As I listened this week to newscasters ask their talking head experts, “Why is it that the number of mass murders has been increasing recently?”, and to their guests’ befuddled responses, it became clearer to me that in the quest to “solve this problem,” we are only treating symptoms while remaining ignorant of the disease. The debate on gun control, background checks, bump stock modifications and high-capacity magazine clips, while a good exercise (in my opinion), will at the best lead to banning one method of mass killing. Of course, that is nothing to sneeze at, but a human heart filled with seething rage will find other means of destruction (think of Timothy McVeigh, the Boston Marathon bombers, the Nice truck driver, and of course the 9/11 hijackers).
In doing a bit of research, I discovered that the newscasters’ pressing question was actually based on a false premise: There is actually no statistically significant increase in the number of mass murders committed in the USA since 1970. But there certainly is a growing sense that our country is a more conflicted and less safe place to live. No doubt the relentless 24/7 worldwide news cycle has much to do with this perception, and the ensuing reality.
As a solution, some have proposed more laws and law-enforcement, and greater government surveillance in order to protect the public from evil plots. Even though no one likes to give up some freedoms to privacy and easy access to public space, some sacrifices are necessary in such an age of violence and insecurity, so the argument goes. Others say that these freedoms are too precious to sacrifice, and we must just get used to an increased threat matrix in our lives.
How do we find ourselves in this downhill slide? I think the answer, to quote the words of Carl Sandburg, is that we have forgotten where we came from:
When a nation goes down or a society perishes, one condition may always be found; they forgot where they came from. They lost sight of what had brought them along.

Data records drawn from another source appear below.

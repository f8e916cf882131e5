use std::io::Write;

use crate::chunk::{Chunk, OpCode};
use crate::object_manager::ObjectManager;
use crate::objects::object_function::ObjectFunction;
use crate::scanner::{Scanner, Token, TokenType};
use crate::table::Table;
use crate::value::{make_number_value, make_string_value, make_object_value, Value};

const MAX_LOCALS: usize = 256;
const MAX_UPVALUES: usize = 256;
const MAX_CONSTANTS: usize = 256;

/// Single-pass compiler: a Pratt parser that emits bytecode straight into
/// the chunk of the function under construction. Nested function bodies
/// push a fresh `Compiler`; the enclosing chain drives upvalue resolution.
pub struct Parser<'a> {
    current: Token<'a>,
    previous: Token<'a>,
    scanner: Option<Scanner<'a>>,
    had_error: bool,
    panic_mode: bool,
    compilers: Vec<Compiler<'a>>,
    class_compilers: Vec<ClassCompiler>,
    object_manager: &'a mut ObjectManager,
    strings: &'a mut Table,
}

struct Local<'a> {
    name: Token<'a>,
    depth: i32,
    captured: bool,
}

#[derive(Clone, Copy, PartialEq)]
struct Upvalue {
    index: u8,
    is_local: bool,
}

#[derive(Clone, Copy, PartialEq)]
enum FunctionType {
    Script,
    Function,
    Method,
    Initializer,
}

struct Compiler<'a> {
    function: *mut ObjectFunction,
    function_type: FunctionType,
    locals: Vec<Local<'a>>,
    upvalues: Vec<Upvalue>,
    scope_depth: i32,
}

impl<'a> Compiler<'a> {
    fn new(function: *mut ObjectFunction, function_type: FunctionType) -> Self {
        Compiler {
            function,
            function_type,
            locals: Vec::new(),
            upvalues: Vec::new(),
            scope_depth: 0,
        }
    }
}

/// Innermost enclosing class, for `this`/`super` validity checks.
struct ClassCompiler {
    has_superclass: bool,
}

#[repr(u8)]
#[derive(Debug, Clone, Copy, PartialEq, PartialOrd)]
enum Precedence {
    None,
    Assignment, // =
    Or,         // or
    And,        // and
    Equality,   // == !=
    Comparison, // < > <= >=
    Term,       // + -
    Factor,     // * /
    Unary,      // ! -
    Call,       // . ()
    Primary,
}

impl From<u8> for Precedence {
    fn from(value: u8) -> Self {
        match value {
            0 => Precedence::None,
            1 => Precedence::Assignment,
            2 => Precedence::Or,
            3 => Precedence::And,
            4 => Precedence::Equality,
            5 => Precedence::Comparison,
            6 => Precedence::Term,
            7 => Precedence::Factor,
            8 => Precedence::Unary,
            9 => Precedence::Call,
            10 => Precedence::Primary,
            _ => unreachable!("Invalid precedence value: {}", value),
        }
    }
}

type ParserFn = fn(&mut Parser<'_>, can_assign: bool);

#[derive(Clone, Copy)]
struct ParseRule {
    prefix: Option<ParserFn>,
    infix: Option<ParserFn>,
    precedence: Precedence,
}

impl ParseRule {
    const fn new(
        prefix: Option<ParserFn>,
        infix: Option<ParserFn>,
        precedence: Precedence,
    ) -> Self {
        ParseRule {
            prefix,
            infix,
            precedence,
        }
    }
}

const RULES: [ParseRule; TokenType::Eof as usize + 1] = {
    let mut rules = [ParseRule::new(None, None, Precedence::None); TokenType::Eof as usize + 1];

    rules[TokenType::LeftParen as usize] = ParseRule::new(
        Some(|parser, _can_assign| parser.grouping()),
        Some(|parser, _can_assign| parser.call()),
        Precedence::Call,
    );
    rules[TokenType::Dot as usize] = ParseRule::new(
        None,
        Some(|parser, can_assign| parser.dot(can_assign)),
        Precedence::Call,
    );
    rules[TokenType::Minus as usize] = ParseRule::new(
        Some(|parser, _can_assign| parser.unary()),
        Some(|parser, _can_assign| parser.binary()),
        Precedence::Term,
    );
    rules[TokenType::Plus as usize] = ParseRule::new(
        None,
        Some(|parser, _can_assign| parser.binary()),
        Precedence::Term,
    );
    rules[TokenType::Slash as usize] = ParseRule::new(
        None,
        Some(|parser, _can_assign| parser.binary()),
        Precedence::Factor,
    );
    rules[TokenType::Star as usize] = ParseRule::new(
        None,
        Some(|parser, _can_assign| parser.binary()),
        Precedence::Factor,
    );
    rules[TokenType::Bang as usize] = ParseRule::new(
        Some(|parser, _can_assign| parser.unary()),
        None,
        Precedence::None,
    );
    rules[TokenType::BangEqual as usize] = ParseRule::new(
        None,
        Some(|parser, _can_assign| parser.binary()),
        Precedence::Equality,
    );
    rules[TokenType::EqualEqual as usize] = ParseRule::new(
        None,
        Some(|parser, _can_assign| parser.binary()),
        Precedence::Equality,
    );
    rules[TokenType::Greater as usize] = ParseRule::new(
        None,
        Some(|parser, _can_assign| parser.binary()),
        Precedence::Comparison,
    );
    rules[TokenType::GreaterEqual as usize] = ParseRule::new(
        None,
        Some(|parser, _can_assign| parser.binary()),
        Precedence::Comparison,
    );
    rules[TokenType::Less as usize] = ParseRule::new(
        None,
        Some(|parser, _can_assign| parser.binary()),
        Precedence::Comparison,
    );
    rules[TokenType::LessEqual as usize] = ParseRule::new(
        None,
        Some(|parser, _can_assign| parser.binary()),
        Precedence::Comparison,
    );
    rules[TokenType::Identifier as usize] = ParseRule::new(
        Some(|parser, can_assign| parser.variable(can_assign)),
        None,
        Precedence::None,
    );
    rules[TokenType::String as usize] = ParseRule::new(
        Some(|parser, _can_assign| parser.string()),
        None,
        Precedence::None,
    );
    rules[TokenType::Number as usize] = ParseRule::new(
        Some(|parser, _can_assign| parser.number()),
        None,
        Precedence::None,
    );
    rules[TokenType::And as usize] = ParseRule::new(
        None,
        Some(|parser, _can_assign| parser.and()),
        Precedence::And,
    );
    rules[TokenType::Or as usize] = ParseRule::new(
        None,
        Some(|parser, _can_assign| parser.or()),
        Precedence::Or,
    );
    rules[TokenType::True as usize] = ParseRule::new(
        Some(|parser, _can_assign| parser.literal()),
        None,
        Precedence::None,
    );
    rules[TokenType::False as usize] = ParseRule::new(
        Some(|parser, _can_assign| parser.literal()),
        None,
        Precedence::None,
    );
    rules[TokenType::Nil as usize] = ParseRule::new(
        Some(|parser, _can_assign| parser.literal()),
        None,
        Precedence::None,
    );
    rules[TokenType::This as usize] = ParseRule::new(
        Some(|parser, _can_assign| parser.this()),
        None,
        Precedence::None,
    );
    rules[TokenType::Super as usize] = ParseRule::new(
        Some(|parser, _can_assign| parser.super_()),
        None,
        Precedence::None,
    );

    rules
};
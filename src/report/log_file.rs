use std::fs::{File, OpenOptions};
use std::io::ErrorKind;
use std::path::{Path, PathBuf};

use crate::report::error::{ReportError, Result};

const EXTENSION: &str = "csv";

/// First unused path among `base.csv`, `base-1.csv`, `base-2.csv`, ...
pub fn unique_log_path(dir: &Path, base_name: &str) -> PathBuf {
    let mut path = dir.join(format!("{}.{}", base_name, EXTENSION));
    let mut suffix = 1u32;
    while path.exists() {
        path = dir.join(format!("{}-{}.{}", base_name, suffix, EXTENSION));
        suffix += 1;
    }
    path
}

/// Create a new report file in `dir` named after `base_name`.
///
/// The directory is created if missing. The file is opened with `create_new`,
/// so an existing report is never overwritten; if another process claims the
/// chosen name first the next suffix is tried.
pub fn create_log_file(dir: &Path, base_name: &str) -> Result<(PathBuf, File)> {
    std::fs::create_dir_all(dir).map_err(|source| ReportError::Create {
        path: dir.to_path_buf(),
        source,
    })?;

    loop {
        let path = unique_log_path(dir, base_name);
        match OpenOptions::new().write(true).create_new(true).open(&path) {
            Ok(file) => return Ok((path, file)),
            Err(e) if e.kind() == ErrorKind::AlreadyExists => continue,
            Err(source) => return Err(ReportError::Create { path, source }),
        }
    }
}

#[cfg(test)]
mod tests {
    use super::*;

    #[test]
    fn test_unique_log_path_suffixes() {
        let dir = tempfile::tempdir().unwrap();
        let base = "folder-migration-log";

        let first = unique_log_path(dir.path(), base);
        assert_eq!(first, dir.path().join("folder-migration-log.csv"));

        std::fs::write(&first, "").unwrap();
        let second = unique_log_path(dir.path(), base);
        assert_eq!(second, dir.path().join("folder-migration-log-1.csv"));

        std::fs::write(&second, "").unwrap();
        let third = unique_log_path(dir.path(), base);
        assert_eq!(third, dir.path().join("folder-migration-log-2.csv"));
    }

    #[test]
    fn test_first_unused_suffix_wins() {
        let dir = tempfile::tempdir().unwrap();
        std::fs::write(dir.path().join("log.csv"), "").unwrap();
        std::fs::write(dir.path().join("log-2.csv"), "").unwrap();

        assert_eq!(unique_log_path(dir.path(), "log"), dir.path().join("log-1.csv"));
    }

    #[test]
    fn test_create_log_file_never_overwrites() {
        let dir = tempfile::tempdir().unwrap();
        let existing = dir.path().join("log.csv");
        std::fs::write(&existing, "keep me").unwrap();

        let (path, _file) = create_log_file(dir.path(), "log").unwrap();

        assert_eq!(path, dir.path().join("log-1.csv"));
        assert_eq!(std::fs::read_to_string(&existing).unwrap(), "keep me");
    }

    #[test]
    fn test_create_log_file_makes_directory() {
        let dir = tempfile::tempdir().unwrap();
        let nested = dir.path().join("logs").join("today");

        let (path, _file) = create_log_file(&nested, "log").unwrap();

        assert!(path.exists());
        assert_eq!(path.parent(), Some(nested.as_path()));
    }
}
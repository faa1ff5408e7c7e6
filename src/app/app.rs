//! Top-level application component.
//!
//! The [`App`] owns the resolved configuration and constructs the one remote
//! client a run uses.

use std::fs::File;
use std::path::{Path, PathBuf};

use reqwest::Client;
use thiserror::Error;
use tracing::warn;

use crate::config::{read_config, ConfigError, ConfigHelper, ConfigSource};
use crate::migrate::{read_mapping_file, MappingError, NameMatching, RunMigrationOptions};
use crate::remote::{BoxClient, RemoteError, TokenProvider};
use crate::report::{MigrationLog, ReportError};

// =============================================================================
// Error Types
// =============================================================================

/// Errors that can occur during App operations.
#[derive(Debug, Error)]
pub enum AppError {
    /// Configuration error.
    #[error("configuration error: {0}")]
    Config(#[from] ConfigError),

    /// The mapping file could not be read.
    #[error("{0}")]
    Mapping(#[from] MappingError),

    /// The credentials were rejected or no token could be obtained.
    #[error("authentication failed: {0}")]
    Auth(#[from] RemoteError),

    /// The migration log could not be created.
    #[error("failed to create migration log: {0}")]
    Log(#[from] ReportError),

    /// Neither name matching nor a mapping file was configured.
    #[error("nothing to migrate: {0}")]
    NothingToMigrate(String),
}

/// Result type for App operations.
pub type Result<T> = std::result::Result<T, AppError>;

// =============================================================================
// Context Types
// =============================================================================

/// Context for creating an App.
#[derive(Default)]
pub struct AppContext {
    /// Source for configuration files.
    pub config_source: ConfigSource,
}

/// Command-line choices that take precedence over the `[migration]` section.
#[derive(Debug, Clone, Default)]
pub struct AppMigrationContext {
    pub origin_folder_id: Option<String>,
    pub accounts_folder_id: Option<String>,
    pub mapping_file: Option<PathBuf>,
    /// Skip name matching and migrate only the mapped folders.
    pub mapping_only: bool,
}

// =============================================================================
// App
// =============================================================================

/// The top-level application component.
///
/// Holds the configuration for the whole run. Remote access goes through the
/// client returned by [`App::connect`], which callers pass explicitly to the
/// migration functions.
pub struct App {
    config: ConfigHelper,
}

impl App {
    /// Create a new App with the given context.
    pub fn new(ctx: AppContext) -> Result<Self> {
        let config_result = read_config(&ctx.config_source)?;
        for warning in &config_result.warnings {
            warn!("{}", warning);
        }

        Ok(Self {
            config: ConfigHelper::new(config_result.config),
        })
    }

    /// Get the configuration helper.
    pub fn config(&self) -> &ConfigHelper {
        &self.config
    }

    /// Build the Box client for this run.
    ///
    /// Credentials are resolved and one access token is fetched here, so bad
    /// credentials fail before any output is created. The token is cached by
    /// the provider and reused by the first requests.
    pub async fn connect(&self) -> Result<BoxClient> {
        let http = Client::new();
        let tokens = self.config.token_provider(&http)?;
        tokens.access_token().await?;
        Ok(BoxClient::with_client(
            http,
            self.config.box_client_config(),
            tokens,
        ))
    }

    /// Decide where migration units come from and load the mapping file.
    pub fn migration_options(&self, ctx: &AppMigrationContext) -> Result<RunMigrationOptions> {
        let configured = &self.config.config().migration;
        let origin = ctx
            .origin_folder_id
            .clone()
            .or_else(|| configured.origin_folder_id.clone());
        let accounts = ctx
            .accounts_folder_id
            .clone()
            .or_else(|| configured.accounts_folder_id.clone());
        let mapping_file = ctx
            .mapping_file
            .clone()
            .or_else(|| configured.mapping_file.clone());

        let name_matching = if ctx.mapping_only {
            None
        } else {
            match (origin, accounts) {
                (Some(origin_folder_id), Some(accounts_folder_id)) => Some(NameMatching {
                    origin_folder_id,
                    accounts_folder_id,
                }),
                (Some(_), None) => {
                    return Err(AppError::NothingToMigrate(
                        "origin folder is set but accounts folder is not".to_string(),
                    ))
                }
                (None, Some(_)) => {
                    return Err(AppError::NothingToMigrate(
                        "accounts folder is set but origin folder is not".to_string(),
                    ))
                }
                (None, None) => None,
            }
        };

        let mappings = match &mapping_file {
            Some(path) => read_mapping_file(path)?,
            None => Vec::new(),
        };

        if name_matching.is_none() && mapping_file.is_none() {
            return Err(AppError::NothingToMigrate(
                "set migration.origin_folder_id and migration.accounts_folder_id, or a mapping file"
                    .to_string(),
            ));
        }

        Ok(RunMigrationOptions {
            name_matching,
            mappings,
        })
    }

    /// Create a fresh migration log, never replacing an existing file.
    ///
    /// `directory` and `base_name` override the `[log]` section.
    pub fn create_migration_log(
        &self,
        directory: Option<&Path>,
        base_name: Option<&str>,
    ) -> Result<(PathBuf, MigrationLog<File>)> {
        let log = &self.config.config().log;
        let directory = directory.unwrap_or(&log.directory);
        let base_name = base_name.unwrap_or(&log.base_name);
        Ok(MigrationLog::create(directory, base_name)?)
    }
}

#[cfg(test)]
mod tests {
    use super::*;

    fn app_with(ini: &str) -> (tempfile::TempDir, App) {
        let dir = tempfile::tempdir().unwrap();
        let path = dir.path().join("boxmigrate.ini");
        std::fs::write(&path, ini).unwrap();
        let ctx = AppContext {
            config_source: ConfigSource {
                config_file: Some(path),
                ..ConfigSource::default()
            },
        };
        let app = App::new(ctx).unwrap();
        (dir, app)
    }

    #[test]
    fn test_app_creation() {
        let (_dir, app) = app_with("[log]\nbase_name = nightly\n");
        assert_eq!(app.config().config().log.base_name, "nightly");
    }

    /// A token endpoint on a local port that nothing listens on.
    fn unreachable_token_url() -> String {
        let listener = std::net::TcpListener::bind("127.0.0.1:0").unwrap();
        let port = listener.local_addr().unwrap().port();
        drop(listener);
        format!("http://127.0.0.1:{}/oauth2/token", port)
    }

    #[tokio::test]
    async fn test_connect_requires_credentials() {
        let (_dir, app) = app_with("");
        assert!(matches!(
            app.connect().await,
            Err(AppError::Config(ConfigError::MissingCredentials))
        ));

        let (_dir, app) = app_with("[box]\ndeveloper_token = dev\n");
        assert!(app.connect().await.is_ok());
    }

    #[tokio::test]
    async fn test_connect_fetches_a_token() {
        let (_dir, app) = app_with(&format!(
            "[box]\nclient_id = id\nclient_secret = secret\nsubject_id = 42\ntoken_url = {}\n",
            unreachable_token_url()
        ));
        assert!(matches!(app.connect().await, Err(AppError::Auth(_))));
    }

    #[test]
    fn test_migration_options_from_config() {
        let (_dir, app) = app_with("[migration]\norigin_folder_id = 1\naccounts_folder_id = 2\n");
        let options = app.migration_options(&AppMigrationContext::default()).unwrap();

        assert_eq!(
            options.name_matching,
            Some(NameMatching {
                origin_folder_id: "1".to_string(),
                accounts_folder_id: "2".to_string(),
            })
        );
        assert!(options.mappings.is_empty());
    }

    #[test]
    fn test_migration_options_cli_overrides_config() {
        let (_dir, app) = app_with("[migration]\norigin_folder_id = 1\naccounts_folder_id = 2\n");
        let ctx = AppMigrationContext {
            origin_folder_id: Some("10".to_string()),
            ..AppMigrationContext::default()
        };
        let options = app.migration_options(&ctx).unwrap();
        let matching = options.name_matching.unwrap();
        assert_eq!(matching.origin_folder_id, "10");
        assert_eq!(matching.accounts_folder_id, "2");
    }

    #[test]
    fn test_migration_options_mapping_only() {
        let (dir, app) = app_with("[migration]\norigin_folder_id = 1\naccounts_folder_id = 2\n");
        let mapping = dir.path().join("mapping.csv");
        std::fs::write(&mapping, "name,origin,destination\nAcme,111,56475663001\n").unwrap();

        let ctx = AppMigrationContext {
            mapping_file: Some(mapping),
            mapping_only: true,
            ..AppMigrationContext::default()
        };
        let options = app.migration_options(&ctx).unwrap();

        assert!(options.name_matching.is_none());
        assert_eq!(options.mappings.len(), 1);
        assert_eq!(options.mappings[0].origin_id, "111");
    }

    #[test]
    fn test_migration_options_need_a_source() {
        let (_dir, app) = app_with("");
        assert!(matches!(
            app.migration_options(&AppMigrationContext::default()),
            Err(AppError::NothingToMigrate(_))
        ));

        let (_dir, app) = app_with("[migration]\norigin_folder_id = 1\n");
        assert!(matches!(
            app.migration_options(&AppMigrationContext::default()),
            Err(AppError::NothingToMigrate(_))
        ));
    }

    #[test]
    fn test_create_migration_log() {
        let (dir, app) = app_with("");
        let log_dir = dir.path().join("logs");

        let (first, _log) = app.create_migration_log(Some(&log_dir), None).unwrap();
        let (second, _log) = app.create_migration_log(Some(&log_dir), None).unwrap();

        assert_eq!(first, log_dir.join("folder-migration-log.csv"));
        assert_eq!(second, log_dir.join("folder-migration-log-1.csv"));
    }
}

Why today do we see such a willful disregard of life, where far too many human beings are casually snuffed out before they even exit their mother’s womb, where innocent children become the victims of sexual predators, where teenagers die from gang violence or drug overdoses in such large numbers that their deaths become simply “more statistics,” where mature adults are targeted because the skin they are wrapped in is of the “wrong color,” or their belief system somehow disqualifies them from inclusion in the human race? Why does our society see the elderly and infirm as civic detritus, to be swept aside or quietly ignored rather than cherished and appreciated?
The incivility among our political leaders seems epidemic today, but it only reflects what is found in our larger culture (have you checked out the comments sections of controversial news stories reported on the Internet, or been of late to any public lectures on hot-button topics?). Debate descends into name-calling and vilification.
And yet we seem amazed and shocked when hatred breaks out into real-life violence.